Performance Analysis of Multi-Channel CR Enabled IoT Network with Better Energy Harvesting

Wireless Sensor Networks (WSNs) can be termed as an auto configured and infrastructure-less wireless networks to monitor physical or environmental conditions, such as temperature, sound, vibration, pressure and motion etc. WSNs may comprise thousands of Internet of Things (IoT) devices to sense and collect data from its surrounding, process the data and take an automated and mechanized decision. On the other side the proliferation of these devices will soon cause radio spectrum shortage. So, to facilitate these networks, we integrate Cognitive Radio (CR) functionality in these networks.
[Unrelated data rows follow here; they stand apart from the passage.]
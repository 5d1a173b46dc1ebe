//! Fabric color values.
//!
//! Colors travel through the configuration record as free-form strings so
//! that any CSS color an editor produces survives a round trip untouched.
//! Parsing only happens when the renderer needs to do math on a color
//! (shading a recessed panel, filling the capture background).

use palette::Srgb;
use serde::{Deserialize, Serialize};

/// A color as written in the configuration record (`#1e293b`, `white`, ...).
#[derive(Debug, Clone, PartialEq, Eq, Hash, Serialize, Deserialize)]
#[serde(transparent)]
#[cfg_attr(feature = "jsonschema", derive(schemars::JsonSchema))]
pub struct Color(String);

impl Color {
    /// Creates a color from any string. No validation happens here.
    pub fn new(value: impl Into<String>) -> Self {
        Self(value.into())
    }

    /// Returns the color exactly as it was written.
    pub fn as_str(&self) -> &str {
        &self.0
    }

    /// Parses the color into 8-bit sRGB.
    ///
    /// Accepts hex codes (`#abc`, `#aabbcc`, with or without `#`) and
    /// CSS/SVG named colors. Returns `None` for anything else.
    pub fn to_rgb(&self) -> Option<Srgb<u8>> {
        let value = self.0.trim();
        if let Some(hex) = value.strip_prefix('#') {
            return hex.parse::<Srgb<u8>>().ok();
        }
        palette::named::from_str(&value.to_ascii_lowercase())
            .or_else(|| value.parse::<Srgb<u8>>().ok())
    }

    /// Scales every channel by `factor`, like the CSS `brightness()` filter.
    ///
    /// Colors that cannot be parsed are returned unchanged.
    pub fn brightness(&self, factor: f32) -> Color {
        let Some(rgb) = self.to_rgb() else {
            log::warn!("cannot shade unparseable color {:?}; using it as-is", self.0);
            return self.clone();
        };
        let factor = factor.max(0.0);
        let scale = |c: u8| (c as f32 * factor).round().min(255.0) as u8;
        Self::from_rgb(Srgb::new(scale(rgb.red), scale(rgb.green), scale(rgb.blue)))
    }

    /// Formats an sRGB triple as a lowercase hex color.
    pub fn from_rgb(rgb: Srgb<u8>) -> Self {
        Self(format!("#{:02x}{:02x}{:02x}", rgb.red, rgb.green, rgb.blue))
    }
}

impl Default for Color {
    fn default() -> Self {
        Self::new("#ffffff")
    }
}

impl From<&str> for Color {
    fn from(value: &str) -> Self {
        Self::new(value)
    }
}

impl From<String> for Color {
    fn from(value: String) -> Self {
        Self(value)
    }
}

impl std::fmt::Display for Color {
    fn fmt(&self, f: &mut std::fmt::Formatter<'_>) -> std::fmt::Result {
        f.write_str(&self.0)
    }
}

/// Swatches offered by the design editor.
pub const PRESET_COLORS: [&str; 16] = [
    "#ffffff", "#000000", "#1e293b", "#334155", "#ef4444", "#f97316", "#f59e0b", "#84cc16",
    "#10b981", "#06b6d4", "#3b82f6", "#6366f1", "#8b5cf6", "#d946ef", "#f43f5e", "#78350f",
];

#[cfg(test)]
mod tests {
    use super::*;

    #[test]
    fn parses_hex_and_named_colors() {
        assert_eq!(Color::new("#ef4444").to_rgb(), Some(Srgb::new(0xef, 0x44, 0x44)));
        assert_eq!(Color::new("#fff").to_rgb(), Some(Srgb::new(255, 255, 255)));
        assert_eq!(Color::new("White").to_rgb(), Some(Srgb::new(255, 255, 255)));
        assert_eq!(Color::new("not a color").to_rgb(), None);
    }

    #[test]
    fn brightness_scales_channels() {
        let shaded = Color::new("#c86464").brightness(0.5);
        assert_eq!(shaded.as_str(), "#643232");
    }

    #[test]
    fn brightness_passes_through_unparseable_colors() {
        let color = Color::new("var(--brand)");
        assert_eq!(color.brightness(0.6), color);
    }

    #[test]
    fn presets_are_valid_colors() {
        for preset in PRESET_COLORS {
            assert!(Color::new(preset).to_rgb().is_some(), "{preset} should parse");
        }
    }
}
//! Presentation settings that are not part of a garment design.
//!
//! A [`Theme`] carries the colors of the rendering surroundings: the shirt
//! interior, the neck label, stitching, and the capture background. Two
//! presets ship with the crate; `studio` is the default.

use serde::{Deserialize, Serialize};

use crate::color::Color;

#[derive(Debug, Clone, PartialEq, Eq, Hash, Serialize, Deserialize)]
#[cfg_attr(feature = "jsonschema", derive(schemars::JsonSchema))]
#[serde(rename_all = "camelCase", default)]
pub struct Theme {
    /// Back panel seen through the neck opening.
    pub interior: Color,
    pub label_fill: Color,
    pub label_text_color: Color,
    pub label_text: String,
    /// Hem and placket stitching.
    pub stitch: Color,
    /// Button thread.
    pub thread: Color,
    pub capture_background: Color,
    /// Whether the garment casts a soft shadow.
    pub drop_shadow: bool,
}

impl Theme {
    /// Dark interior on a white capture background.
    pub fn studio() -> Self {
        Self {
            interior: Color::new("#111"),
            label_fill: Color::new("#f5f5f5"),
            label_text_color: Color::new("#333"),
            label_text: "NEXUS".to_string(),
            stitch: Color::new("#000"),
            thread: Color::new("#ccc"),
            capture_background: Color::new("#ffffff"),
            drop_shadow: true,
        }
    }

    /// Lighter interior and a warm off-white background.
    pub fn daylight() -> Self {
        Self {
            interior: Color::new("#2a2a2a"),
            label_fill: Color::new("#ffffff"),
            label_text_color: Color::new("#1f2937"),
            label_text: "NEXUS".to_string(),
            stitch: Color::new("#1f2937"),
            thread: Color::new("#d1d5db"),
            capture_background: Color::new("#faf7f2"),
            drop_shadow: true,
        }
    }

    /// Looks a preset up by name.
    pub fn preset(name: &str) -> Option<Self> {
        match name.to_ascii_lowercase().as_str() {
            "studio" => Some(Self::studio()),
            "daylight" => Some(Self::daylight()),
            _ => None,
        }
    }

    pub fn with_label_text(mut self, text: impl Into<String>) -> Self {
        self.label_text = text.into();
        self
    }

    pub fn with_capture_background(mut self, color: impl Into<Color>) -> Self {
        self.capture_background = color.into();
        self
    }

    pub fn with_drop_shadow(mut self, enabled: bool) -> Self {
        self.drop_shadow = enabled;
        self
    }

    pub fn to_json(&self) -> Result<String, serde_json::Error> {
        serde_json::to_string(self)
    }

    pub fn from_json(json: &str) -> Result<Self, serde_json::Error> {
        serde_json::from_str(json)
    }
}

impl Default for Theme {
    fn default() -> Self {
        Self::studio()
    }
}

#[cfg(test)]
mod tests {
    use super::*;

    #[test]
    fn default_is_studio() {
        assert_eq!(Theme::default(), Theme::studio());
        assert_eq!(Theme::default().capture_background.as_str(), "#ffffff");
    }

    #[test]
    fn presets_by_name() {
        assert_eq!(Theme::preset("Daylight"), Some(Theme::daylight()));
        assert!(Theme::preset("neon").is_none());
    }

    #[test]
    fn partial_json_fills_defaults() {
        let theme = Theme::from_json(r#"{"labelText":"ACME"}"#).unwrap();
        assert_eq!(theme.label_text, "ACME");
        assert_eq!(theme.interior, Theme::studio().interior);
    }
}
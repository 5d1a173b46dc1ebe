//! JavaScript bindings for browser-side live preview.
//!
//! Only available with the `wasm` feature. Configs cross the boundary as
//! plain JS objects in the same camelCase shape as the JSON record.
//!
//! ```javascript
//! import init, { GarmentPreview, defaultConfig } from 'tailor-renderer';
//!
//! await init();
//! const preview = new GarmentPreview(defaultConfig());
//! preview.update({ ...defaultConfig(), garmentVariant: 'crew', trimLineCount: 2 });
//! container.innerHTML = preview.svg();
//! ```

use wasm_bindgen::prelude::*;

use crate::color::PRESET_COLORS;
use crate::config::GarmentConfig;
use crate::renderer::GarmentRenderer;
use crate::theme::Theme;

fn config_from_js(value: JsValue) -> Result<GarmentConfig, JsError> {
    serde_wasm_bindgen::from_value(value)
        .map_err(|e| JsError::new(&format!("Invalid garment config: {}", e)))
}

/// Renders a config object straight to SVG markup.
#[wasm_bindgen(js_name = "renderSvg")]
pub fn render_svg(config: JsValue) -> Result<String, JsError> {
    let config = config_from_js(config)?;
    Ok(crate::render(&config).to_svg())
}

#[wasm_bindgen(js_name = "defaultConfig")]
pub fn default_config() -> Result<JsValue, JsError> {
    serde_wasm_bindgen::to_value(&GarmentConfig::default())
        .map_err(|e| JsError::new(&format!("Failed to export config: {}", e)))
}

#[wasm_bindgen(js_name = "presetColors")]
pub fn preset_colors() -> Vec<String> {
    PRESET_COLORS.iter().map(|c| c.to_string()).collect()
}

/// A [`GarmentRenderer`] exposed to JavaScript.
#[wasm_bindgen]
pub struct GarmentPreview {
    renderer: GarmentRenderer,
}

#[wasm_bindgen]
impl GarmentPreview {
    #[wasm_bindgen(constructor)]
    pub fn new(config: JsValue) -> Result<GarmentPreview, JsError> {
        Ok(Self {
            renderer: GarmentRenderer::new(config_from_js(config)?),
        })
    }

    /// Replaces the config. Returns whether the design changed.
    pub fn update(&mut self, config: JsValue) -> Result<bool, JsError> {
        Ok(self.renderer.set_config(config_from_js(config)?))
    }

    /// Switches the presentation theme by preset name.
    #[wasm_bindgen(js_name = "setTheme")]
    pub fn set_theme(&mut self, name: &str) -> Result<bool, JsError> {
        let theme =
            Theme::preset(name).ok_or_else(|| JsError::new(&format!("Unknown theme: {}", name)))?;
        Ok(self.renderer.set_theme(theme))
    }

    pub fn reset(&mut self) -> bool {
        self.renderer.reset()
    }

    pub fn svg(&mut self) -> String {
        self.renderer.to_svg()
    }

    #[wasm_bindgen(js_name = "configJson")]
    pub fn config_json(&self) -> Result<String, JsError> {
        self.renderer
            .config()
            .to_json()
            .map_err(|e| JsError::new(&format!("Failed to export config: {}", e)))
    }
}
CR can sense the unutilized spectrum of licensed users and then use these empty bands when required. In order to keep the IoT nodes functional all time, continuous energy is required. For this reason the energy harvested techniques are preferred in IoT networks. Mainly it is preferred to harvest Radio Frequency (RF) energy in the network. In this paper a region based multi-channel architecture is proposed. In which the coverage area of primary node is divided as Energy Harvesting Region and Communication Region. The Secondary User (SU) that are the licensed user is IoT enabled with Cognitive Radio (CR) techniques so we call it CR-enabled IoT node/device and is encouraged to harvest energy by utilizing radio frequency energy. To harvest energy efficiently and to reduce the energy consumption during sensing, the concept of overlapping region is given that supports to sense multiple channels simultaneously and help the SU to find best channel for transmitting data or to harvest energy from the ideal channel. From the experimental analysis, it is proved that SU can harvest more energy in overlapping region and this architecture proves to consume less energy during data transmission as compared to single channel. We also show that channel load can be highly reduced and channel utilization is proved to be more proficient. Thus, this proves the proposed architecture cost-effective and energy-efficient.